According to data from the Ministry of Energy and Mineral Resources, total investment in the mining sector -- which reached $1.15 billion in 1999 -- continued to drop in the following five years: investment had dropped to $422.30 million in 2000, to $319.73 million 2001, to $298.12 million in 2002 and in 2003, it plunged to $63.93 million.

With practically no new investments since 1999 other than the expansion of existing mining sites, the government can expect a drastic decline in revenue from this sector after 2005.

Data also reveals that revenue from the mining sector has continued to dwindle: In 2001, the country received Rp 1.74 trillion from this sector, Rp 1.31 trillion in 2002 and Rp 1.07 trillion in 2003.

Current production levels in the mining sector parallel the downward trend. Except for coal, the production of other major mineral commodities have showed a significant decline in the last three years: In 2003, copper production dropped to 1 million tons, from 1.17 million tons in 2002; gold production had fallen to 141,019 tons in 2003, from 142,238 kg in 2002 and 162,605 kg in 2001; while silver and tin fell respectively from 285,206 kg and 14,512 tons in 2003, from 293,520 kg and 88,142 tons in 2002.

According to a study published this month by University of Indonesia's Institute for Economic and Social Research (LPEM), without exploration and new discoveries, in a few years production will drop even further and subsequently, threaten the sustainability of the mining sector.

Against this backdrop, the government's newly issued Regulation in Lieu of Law No. 1/2004 is expected to reverse the downward trend.

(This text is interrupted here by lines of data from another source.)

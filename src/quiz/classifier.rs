//! Question type detection
//!
//! Marker classes on the container decide first. Without one, structural rules
//! run in the fixed order of [`ClassRule::STRUCTURE`].

use crate::dom::{DomTree, ElementNode, NodeId};
use crate::quiz::model::QuestionType;
use log::debug;

/// Marker of a sub-answer field in name or id
pub(crate) const SUB_MARKER: &str = "_sub";

/// Class of the container grouping one sub-answer
pub(crate) const SUBQUESTION_CLASS: &str = "subquestion";

/// One classification rule
#[derive(Debug, Clone, Copy, PartialEq, Eq)]
pub enum ClassRule {
    /// Container carries the type's marker class
    MarkerClass(QuestionType),
    /// Draggable choices or drop zones inside
    DragTargets,
    /// Inputs inside `.subquestion` or named with `_sub`
    SubAnswerFields,
    /// Radio or checkbox inputs inside
    ChoiceInputs,
}

impl ClassRule {
    /// Marker classes, checked before any structure
    pub const MARKERS: [ClassRule; 3] = [
        ClassRule::MarkerClass(QuestionType::Ddwtos),
        ClassRule::MarkerClass(QuestionType::MultiAnswer),
        ClassRule::MarkerClass(QuestionType::AnswersSelect),
    ];

    /// Structural fallbacks in precedence order
    pub const STRUCTURE: [ClassRule; 3] = [
        ClassRule::DragTargets,
        ClassRule::SubAnswerFields,
        ClassRule::ChoiceInputs,
    ];

    /// Type this rule yields
    pub fn question_type(self) -> QuestionType {
        match self {
            ClassRule::MarkerClass(question_type) => question_type,
            ClassRule::DragTargets => QuestionType::Ddwtos,
            ClassRule::SubAnswerFields => QuestionType::MultiAnswer,
            ClassRule::ChoiceInputs => QuestionType::AnswersSelect,
        }
    }

    /// Whether the rule fires on the question
    pub fn matches(self, tree: &DomTree, question: NodeId) -> bool {
        match self {
            ClassRule::MarkerClass(question_type) => tree.element(question).has_class(question_type.as_str()),
            ClassRule::DragTargets => tree
                .find_first(question, |e| e.has_class("draghome") || e.has_class("drop"))
                .is_some(),
            ClassRule::SubAnswerFields => tree
                .find_all(question, |e| e.is_tag("input"))
                .into_iter()
                .any(|input| {
                    tree.closest(input, |e| e.has_class(SUBQUESTION_CLASS)).is_some()
                        || has_sub_name(tree.element(input))
                }),
            ClassRule::ChoiceInputs => tree.find_first(question, ElementNode::is_choice_input).is_some(),
        }
    }
}

fn has_sub_name(element: &ElementNode) -> bool {
    element.name().is_some_and(|name| name.contains(SUB_MARKER))
}

/// Classification result with the rule that decided it
#[derive(Debug, Clone, Copy, PartialEq, Eq)]
pub struct Classification {
    pub question_type: QuestionType,
    /// `None` when nothing matched and the type is unknown
    pub rule: Option<ClassRule>,
}

/// Classify a question container
pub fn classify(tree: &DomTree, question: NodeId) -> Classification {
    let rule = ClassRule::MARKERS
        .iter()
        .chain(ClassRule::STRUCTURE.iter())
        .copied()
        .find(|rule| rule.matches(tree, question));

    let question_type = rule.map(ClassRule::question_type).unwrap_or(QuestionType::Unknown);
    debug!("Question classified as {} by {:?}", question_type, rule);
    Classification { question_type, rule }
}

/// Shorthand for the type alone
pub fn question_type(tree: &DomTree, question: NodeId) -> QuestionType {
    classify(tree, question).question_type
}

#[cfg(test)]
mod tests {
    use super::*;
    use crate::dom::parse_document;
    use crate::quiz::locator::question_containers;

    fn classify_html(html: &str) -> Classification {
        let tree = parse_document(html);
        let question = question_containers(&tree)[0];
        classify(&tree, question)
    }

    #[test]
    fn test_marker_classes_first() {
        let result = classify_html(r#"<div class="que multianswer"><input type="radio"><span class="drop"></span></div>"#);
        assert_eq!(result.question_type, QuestionType::MultiAnswer);
        assert_eq!(result.rule, Some(ClassRule::MarkerClass(QuestionType::MultiAnswer)));

        let result = classify_html(r#"<div class="que answersselect"></div>"#);
        assert_eq!(result.question_type, QuestionType::AnswersSelect);
    }

    #[test]
    fn test_drag_targets_before_sub_fields() {
        let result = classify_html(
            r#"<div class="que"><span class="drop place1"></span><input type="text" name="q1:1_sub1_answer"></div>"#,
        );
        assert_eq!(result.question_type, QuestionType::Ddwtos);
        assert_eq!(result.rule, Some(ClassRule::DragTargets));
    }

    #[test]
    fn test_sub_fields() {
        let by_name = classify_html(r#"<div class="que"><input type="text" name="q3:2_sub1_answer"><input type="radio"></div>"#);
        assert_eq!(by_name.question_type, QuestionType::MultiAnswer);

        let by_container = classify_html(r#"<div class="que"><span class="subquestion"><input type="text"></span></div>"#);
        assert_eq!(by_container.rule, Some(ClassRule::SubAnswerFields));
    }

    #[test]
    fn test_choice_inputs() {
        let result = classify_html(r#"<div class="que"><input type="checkbox" name="q1:choice0"></div>"#);
        assert_eq!(result.question_type, QuestionType::AnswersSelect);
    }

    #[test]
    fn test_unknown() {
        let result = classify_html(r#"<div class="que essay"><textarea></textarea></div>"#);
        assert_eq!(result.question_type, QuestionType::Unknown);
        assert_eq!(result.rule, None);
    }
}
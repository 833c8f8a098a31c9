use quiz_autofill::quiz::{QuizPage, QuizSession};
use quiz_autofill::store::MemoryStore;
use quiz_autofill::tools::{ToolContext, ToolRegistry};
use quiz_autofill::{AutofillConfig, BrowserSession, LaunchOptions};
use serde_json::json;
use std::time::Duration;

const DRAG_PAGE: &str = r#"<html><body>
<div class="que ddwtos notyetanswered" id="question-4-2">
  <span class="drop place1"></span><span class="drop place2"></span>
  <span class="draghome choice1">cat</span><span class="draghome choice2">mat</span>
  <input type="hidden" class="placeinput place1" id="p1" value="">
  <input type="hidden" class="placeinput place2" id="p2" value="">
</div>
</body></html>"#;

fn data_url(html: &str) -> String {
    format!("data:text/html,{}", urlencoding::encode(html))
}

fn open(html: &str) -> BrowserSession {
    let session = BrowserSession::launch(LaunchOptions::new().headless(true)).expect("Failed to launch browser");
    QuizPage::navigate(&session, &data_url(html)).expect("Failed to navigate");
    session
}

#[test]
#[ignore] // Requires Chrome to be installed
fn test_snapshot_keys_every_element() {
    let session = open(DRAG_PAGE);
    let tree = session.snapshot().expect("Failed to snapshot");

    let zones = tree.find_all(tree.root(), |e| e.has_class("drop"));
    assert_eq!(zones.len(), 2);
    for zone in zones {
        assert!(tree.node_key(zone).starts_with('n'));
    }
}

#[test]
#[ignore]
fn test_apply_replays_into_page() {
    let session = open(DRAG_PAGE);
    let store = MemoryStore::new();
    let config = AutofillConfig::new().step_delay(Duration::from_millis(1));
    let registry = ToolRegistry::with_defaults();
    let mut quiz_session = QuizSession::new();
    let mut context = ToolContext::new(&session, &mut quiz_session, &store, &config);

    let result = registry
        .execute("apply_answers", json!({"text": "mat cat"}), &mut context)
        .unwrap();
    assert!(result.success, "{:?}", result.error);

    let values = session
        .tab()
        .unwrap()
        .evaluate("document.getElementById('p1').value + ',' + document.getElementById('p2').value", false)
        .unwrap()
        .value
        .unwrap();
    assert_eq!(values, json!("2,1"));

    // The placed copies are visible in the zones after a fresh snapshot
    let tree = session.snapshot().unwrap();
    let placed = tree.find_all(tree.root(), |e| e.has_class("ttf-placed") && e.has_class("choice2"));
    assert!(!placed.is_empty());
}

#[test]
#[ignore]
fn test_overlay_survives_resnapshot() {
    let session = open(DRAG_PAGE);
    let store = MemoryStore::new();
    let config = AutofillConfig::new().step_delay(Duration::ZERO);
    let registry = ToolRegistry::with_defaults();
    let mut quiz_session = QuizSession::new();
    let mut context = ToolContext::new(&session, &mut quiz_session, &store, &config);

    let attached = registry.execute("attach_overlay", json!({}), &mut context).unwrap();
    assert_eq!(attached.data.unwrap()["attached"], 2);

    let filled = registry
        .execute("fill_zone", json!({"place": 1, "text": "cat"}), &mut context)
        .unwrap();
    assert!(filled.success, "{:?}", filled.error);

    let again = registry.execute("attach_overlay", json!({}), &mut context).unwrap();
    assert_eq!(again.data.unwrap()["attached"], 0);
}
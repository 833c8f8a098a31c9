use crate::error::Result;
use crate::quiz::overlay::{attach_overlay, inline_zones};
use crate::tools::{Tool, ToolContext, ToolResult};
use schemars::JsonSchema;
use serde::{Deserialize, Serialize};

/// Parameters for the attach_overlay tool
#[derive(Debug, Clone, Default, Serialize, Deserialize, JsonSchema)]
pub struct AttachOverlayParams {}

/// Put a type-to-fill input into every drag-drop zone on the page
#[derive(Default)]
pub struct AttachOverlayTool;

impl Tool for AttachOverlayTool {
    type Params = AttachOverlayParams;

    fn name(&self) -> &str {
        "attach_overlay"
    }

    fn execute_typed(&self, _params: AttachOverlayParams, context: &mut ToolContext) -> Result<ToolResult> {
        let mut tree = context.snapshot()?;
        let attached = attach_overlay(&mut tree);
        context.commit(&mut tree)?;

        let places: Vec<Option<u32>> = attached.iter().map(|zone| zone.place).collect();
        Ok(ToolResult::success_with(serde_json::json!({
            "attached": attached.len(),
            "total": inline_zones(&tree).len(),
            "places": places,
        })))
    }
}
use crate::dom::element::ElementNode;
use crate::dom::mutation::{DomEvent, Mutation};
use crate::error::{AutofillError, Result};
use crate::text::clean_text;

/// Attribute the snapshot script stamps on every live element
pub const NODE_KEY_ATTR: &str = "data-ttf-node";

/// Stable handle to a node in a [`DomTree`]
#[derive(Debug, Clone, Copy, PartialEq, Eq, Hash, PartialOrd, Ord)]
pub struct NodeId(usize);

impl NodeId {
    /// Position of the node in the arena
    pub fn index(self) -> usize {
        self.0
    }
}

#[derive(Debug, Clone)]
struct Node {
    /// Node data; its `children` vector stays empty, structure lives in `children` below
    element: ElementNode,
    parent: Option<NodeId>,
    children: Vec<NodeId>,
    key: String,
}

/// Mutable DOM tree of a page snapshot
///
/// Reads go through predicate queries; every write is applied to the tree and
/// recorded in a journal so it can be replayed against the live page.
#[derive(Debug, Clone)]
pub struct DomTree {
    nodes: Vec<Node>,
    root: NodeId,
    journal: Vec<Mutation>,
}

impl DomTree {
    /// Build a tree from a snapshot root
    pub fn new(root: ElementNode) -> Self {
        let mut tree = Self {
            nodes: Vec::new(),
            root: NodeId(0),
            journal: Vec::new(),
        };
        tree.root = tree.insert_subtree(root, None, false);
        tree
    }

    /// Build a tree from the JSON produced by the snapshot script
    pub fn from_json(json: &str) -> Result<Self> {
        let mut root: ElementNode = serde_json::from_str(json)
            .map_err(|e| AutofillError::DomParseFailed(format!("Failed to parse DOM JSON: {}", e)))?;
        root.simplify();
        Ok(Self::new(root))
    }

    fn insert_subtree(&mut self, mut element: ElementNode, parent: Option<NodeId>, fresh: bool) -> NodeId {
        let children = std::mem::take(&mut element.children);
        let id = NodeId(self.nodes.len());

        let key = if fresh {
            let key = format!("new-{}", id.0);
            if !element.is_text() {
                element.add_attribute(NODE_KEY_ATTR, key.clone());
            }
            key
        } else {
            element
                .get_attribute(NODE_KEY_ATTR)
                .cloned()
                .unwrap_or_else(|| format!("n{}", id.0))
        };

        self.nodes.push(Node {
            element,
            parent,
            children: Vec::new(),
            key,
        });

        for child in children {
            let child_id = self.insert_subtree(child, Some(id), fresh);
            self.nodes[id.0].children.push(child_id);
        }

        id
    }

    /// Root node
    pub fn root(&self) -> NodeId {
        self.root
    }

    /// Node data
    pub fn element(&self, id: NodeId) -> &ElementNode {
        &self.nodes[id.0].element
    }

    /// Parent node, if attached
    pub fn parent(&self, id: NodeId) -> Option<NodeId> {
        self.nodes[id.0].parent
    }

    /// Children in document order, text nodes included
    pub fn children(&self, id: NodeId) -> &[NodeId] {
        &self.nodes[id.0].children
    }

    /// Key addressing the node in the live page
    pub fn node_key(&self, id: NodeId) -> &str {
        &self.nodes[id.0].key
    }

    /// Look a node up by its key
    pub fn find_by_key(&self, key: &str) -> Option<NodeId> {
        self.nodes.iter().position(|n| n.key == key).map(NodeId)
    }

    /// Whether `id` is still reachable from the root
    pub fn is_attached(&self, id: NodeId) -> bool {
        self.closest_any(id) == self.root
    }

    fn closest_any(&self, id: NodeId) -> NodeId {
        let mut current = id;
        while let Some(parent) = self.nodes[current.0].parent {
            current = parent;
        }
        current
    }

    fn collect_descendants(&self, id: NodeId, out: &mut Vec<NodeId>) {
        for &child in &self.nodes[id.0].children {
            if !self.nodes[child.0].element.is_text() {
                out.push(child);
            }
            self.collect_descendants(child, out);
        }
    }

    /// Element descendants of `id` in document order, excluding `id`
    pub fn descendants(&self, id: NodeId) -> Vec<NodeId> {
        let mut out = Vec::new();
        self.collect_descendants(id, &mut out);
        out
    }

    /// All element descendants matching a predicate
    pub fn find_all<F>(&self, scope: NodeId, predicate: F) -> Vec<NodeId>
    where
        F: Fn(&ElementNode) -> bool,
    {
        self.descendants(scope)
            .into_iter()
            .filter(|&id| predicate(self.element(id)))
            .collect()
    }

    /// First element descendant matching a predicate
    pub fn find_first<F>(&self, scope: NodeId, predicate: F) -> Option<NodeId>
    where
        F: Fn(&ElementNode) -> bool,
    {
        self.descendants(scope)
            .into_iter()
            .find(|&id| predicate(self.element(id)))
    }

    /// Nearest element, starting at `id` itself, matching a predicate
    pub fn closest<F>(&self, id: NodeId, predicate: F) -> Option<NodeId>
    where
        F: Fn(&ElementNode) -> bool,
    {
        let mut current = Some(id);
        while let Some(node) = current {
            let element = self.element(node);
            if !element.is_text() && predicate(element) {
                return Some(node);
            }
            current = self.parent(node);
        }
        None
    }

    /// Whether `id` sits strictly inside `ancestor`
    pub fn is_inside(&self, id: NodeId, ancestor: NodeId) -> bool {
        let mut current = self.parent(id);
        while let Some(node) = current {
            if node == ancestor {
                return true;
            }
            current = self.parent(node);
        }
        false
    }

    /// Document-wide lookup by DOM id
    pub fn element_by_id(&self, dom_id: &str) -> Option<NodeId> {
        if self.element(self.root).id().map(String::as_str) == Some(dom_id) {
            return Some(self.root);
        }
        self.find_first(self.root, |e| e.id().map(String::as_str) == Some(dom_id))
    }

    /// Concatenated text of all descendant text nodes
    pub fn text_content(&self, id: NodeId) -> String {
        let mut out = String::new();
        self.collect_text(id, &mut out);
        out
    }

    fn collect_text(&self, id: NodeId, out: &mut String) {
        let node = &self.nodes[id.0];
        if let Some(text) = node.element.text_content.as_deref() {
            if node.element.is_text() {
                out.push_str(text);
            }
        }
        for &child in &node.children {
            self.collect_text(child, out);
        }
    }

    /// Option elements of a select
    pub fn options(&self, select: NodeId) -> Vec<NodeId> {
        self.find_all(select, |e| e.is_tag("option"))
    }

    /// Selected option of a select; the first option when none is flagged
    pub fn selected_option(&self, select: NodeId) -> Option<NodeId> {
        let options = self.options(select);
        options
            .iter()
            .copied()
            .find(|&o| self.element(o).selected)
            .or_else(|| options.first().copied())
    }

    /// Submitted value of an option: its `value` attribute, else its text
    pub fn option_value(&self, option: NodeId) -> String {
        self.element(option)
            .get_attribute("value")
            .cloned()
            .unwrap_or_else(|| clean_text(&self.text_content(option)))
    }

    /// Rebuild the nested snapshot form of a subtree
    pub fn to_element(&self, id: NodeId) -> ElementNode {
        let node = &self.nodes[id.0];
        let mut element = node.element.clone();
        element.children = node.children.iter().map(|&c| self.to_element(c)).collect();
        element
    }

    /// Convert the DOM tree to JSON
    pub fn to_json(&self) -> Result<String> {
        serde_json::to_string_pretty(&self.to_element(self.root))
            .map_err(|e| AutofillError::DomParseFailed(format!("Failed to serialize DOM to JSON: {}", e)))
    }

    /// Count attached elements, root included
    pub fn count_elements(&self) -> usize {
        1 + self.descendants(self.root).len()
    }

    fn record(&mut self, mutation: Mutation) {
        self.journal.push(mutation);
    }

    fn key(&self, id: NodeId) -> String {
        self.nodes[id.0].key.clone()
    }

    /// Set the live value of a form control
    pub fn set_value(&mut self, id: NodeId, value: impl Into<String>) {
        let value = value.into();
        self.nodes[id.0].element.value = Some(value.clone());
        let node = self.key(id);
        self.record(Mutation::SetValue { node, value });
    }

    /// Set the checked state; checking a radio unchecks the rest of its group
    pub fn set_checked(&mut self, id: NodeId, checked: bool) {
        let element = self.element(id);
        if checked && element.input_type().as_deref() == Some("radio") {
            if let Some(name) = element.name().cloned() {
                let group = self.find_all(self.root, |e| {
                    e.input_type().as_deref() == Some("radio") && e.name() == Some(&name)
                });
                for other in group {
                    self.nodes[other.0].element.checked = false;
                }
            }
        }
        self.nodes[id.0].element.checked = checked;
        let node = self.key(id);
        self.record(Mutation::SetChecked { node, checked });
    }

    /// Select one option of a select and update the select's value
    pub fn select_option(&mut self, select: NodeId, option: NodeId) {
        for other in self.options(select) {
            self.nodes[other.0].element.selected = other == option;
        }
        let value = self.option_value(option);
        self.set_value(select, value);
    }

    /// Set an attribute
    pub fn set_attribute(&mut self, id: NodeId, name: &str, value: impl Into<String>) {
        let value = value.into();
        self.nodes[id.0].element.add_attribute(name, value.clone());
        let node = self.key(id);
        self.record(Mutation::SetAttribute {
            node,
            name: name.to_string(),
            value,
        });
    }

    /// Add a class if missing
    pub fn add_class(&mut self, id: NodeId, class: &str) {
        let element = &mut self.nodes[id.0].element;
        if element.has_class(class) {
            return;
        }
        let classes = match element.get_attribute("class") {
            Some(existing) if !existing.trim().is_empty() => format!("{} {}", existing.trim(), class),
            _ => class.to_string(),
        };
        element.add_attribute("class", classes);
        let node = self.key(id);
        self.record(Mutation::AddClass {
            node,
            class: class.to_string(),
        });
    }

    /// Remove a class if present
    pub fn remove_class(&mut self, id: NodeId, class: &str) {
        let element = &mut self.nodes[id.0].element;
        if !element.has_class(class) {
            return;
        }
        let classes = element
            .classes()
            .filter(|c| *c != class)
            .collect::<Vec<_>>()
            .join(" ");
        element.add_attribute("class", classes);
        let node = self.key(id);
        self.record(Mutation::RemoveClass {
            node,
            class: class.to_string(),
        });
    }

    /// Show or hide an element
    pub fn set_visible(&mut self, id: NodeId, visible: bool) {
        self.nodes[id.0].element.is_visible = visible;
        let node = self.key(id);
        self.record(Mutation::SetVisible { node, visible });
    }

    fn detach(&mut self, id: NodeId) {
        if let Some(parent) = self.nodes[id.0].parent.take() {
            self.nodes[parent.0].children.retain(|&c| c != id);
        }
    }

    /// Remove a node from the tree
    pub fn remove(&mut self, id: NodeId) {
        self.detach(id);
        let node = self.key(id);
        self.record(Mutation::Remove { node });
    }

    /// Remove every child of a node
    pub fn clear_children(&mut self, id: NodeId) {
        let children = std::mem::take(&mut self.nodes[id.0].children);
        for child in children {
            self.nodes[child.0].parent = None;
        }
        let node = self.key(id);
        self.record(Mutation::ClearChildren { node });
    }

    fn element_keys(&self, id: NodeId) -> Vec<String> {
        std::iter::once(id)
            .chain(self.descendants(id))
            .map(|n| self.key(n))
            .collect()
    }

    fn strip_keys(element: &mut ElementNode) {
        element.attributes.remove(NODE_KEY_ATTR);
        for child in &mut element.children {
            Self::strip_keys(child);
        }
    }

    /// Deep-clone `source` as the last child of `parent`
    pub fn append_clone(&mut self, source: NodeId, parent: NodeId) -> NodeId {
        let mut copy = self.to_element(source);
        Self::strip_keys(&mut copy);
        let id = self.insert_subtree(copy, Some(parent), true);
        self.nodes[parent.0].children.push(id);

        let keys = self.element_keys(id);
        let source = self.key(source);
        let parent = self.key(parent);
        self.record(Mutation::AppendClone { source, parent, keys });
        id
    }

    /// Append a new element subtree as the last child of `parent`
    pub fn append_element(&mut self, parent: NodeId, element: ElementNode) -> NodeId {
        let id = self.insert_subtree(element, Some(parent), true);
        self.nodes[parent.0].children.push(id);

        let keys = self.element_keys(id);
        let mut element = self.to_element(id);
        Self::strip_keys(&mut element);
        let parent = self.key(parent);
        self.record(Mutation::AppendElement { parent, element, keys });
        id
    }

    /// Dispatch a synthetic event at an element
    pub fn dispatch(&mut self, id: NodeId, event: DomEvent) {
        let node = self.key(id);
        self.record(Mutation::Dispatch { node, event });
    }

    /// Record a step boundary for paced replay
    pub fn mark_step(&mut self, progress: u8) {
        self.record(Mutation::Step { progress });
    }

    /// Recorded mutations since the snapshot (or the last take)
    pub fn journal(&self) -> &[Mutation] {
        &self.journal
    }

    /// Drain the journal
    pub fn take_journal(&mut self) -> Vec<Mutation> {
        std::mem::take(&mut self.journal)
    }

    /// Whether anything besides step markers was recorded
    pub fn has_changes(&self) -> bool {
        self.journal.iter().any(Mutation::is_effect)
    }

    /// Events dispatched at a node, in order
    pub fn dispatched(&self, id: NodeId) -> Vec<&DomEvent> {
        let key = self.node_key(id);
        self.journal
            .iter()
            .filter_map(|m| match m {
                Mutation::Dispatch { node, event } if node == key => Some(event),
                _ => None,
            })
            .collect()
    }
}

By allowing previously banned mining companies to resume operations in protected areas, the government is sending a positive signal to mining investors.

Of the 22 mining companies affected by the Forestry Law, 13 of them are being allowed to resume their projects under the new policy.

While the Indonesian Mining Association (IMA) perceives the new regulation may boost mining investors' confidence, it still expects the government to allow the nine remaining companies to resume operations also.

IMA executive director PL Coutrier said last month that mining has a positive impact not only on the central government, but also has a trickle-down effect in their areas of operation.

He added that even though the sector's contribution to the national economy was only around 3.1 percent of the Gross Domestic Product (GDP), its provincial contribution was much larger.

For instance, in Kutai Timur, East Kalimantan, the mining sector contributed 74.7 percent of the region's GDP, while in Mimika, Papua, it contributed 97.4 percent of the local GDP. In Sumbawa, it also contributed 97.4 percent of the regional GDP.

With such highly significant contributions to regions, it is understandable that the government cannot afford this sector to weaken. Although it is in apparent contradiction to its previous environmental stance, the government has no other choice than to allow the 13 companies to resume operations in protected forests.

Like the government, the IMA also expects the new regulation to increase mining investment. Meanwhile, although investor confidence rose upon the issuance of the regulation, the government still has much to do at home to attract them.

Committee for Country Development chairman Herman Afif Kusumo at the Indonesian Chamber of Commerce and Industry (KADIN) said the government still needed to lower taxes for the mining sector by 25 percent or a maximum 28 percent to be globally competitive.

The proposed tax reduction will certainly cut into the government's revenue, but Herman said a new mechanism that supported the mining industry and new investments should be able to reclaim the revenue cut.

Herman was quoted by Tempo Interaktif as saying that most mineral-producing countries had undertaken tax reform in the mining sector within the last five to 10 years.

China and India, for example, are aggressively promoting mining investments through incentives and a more favorable investment climate.

To be more competitive, KADIN suggested that the government provide tax incentives to companies that take "a green approach" in their activities. It has proposed that environmentally friendly companies enjoy a tax cut of 2.5 percent.

On the other hand, for those mining companies that operate in a way that is detrimental to the environment, KADIN proposes that the government levy an additional 5 percent tax on their revenue.

While the mining sector is indeed crucial to national revenue, a great effort is necessary to prevent environmental damage and destruction. Without such a combined effort in the mining sector, the country's international image will be at stake.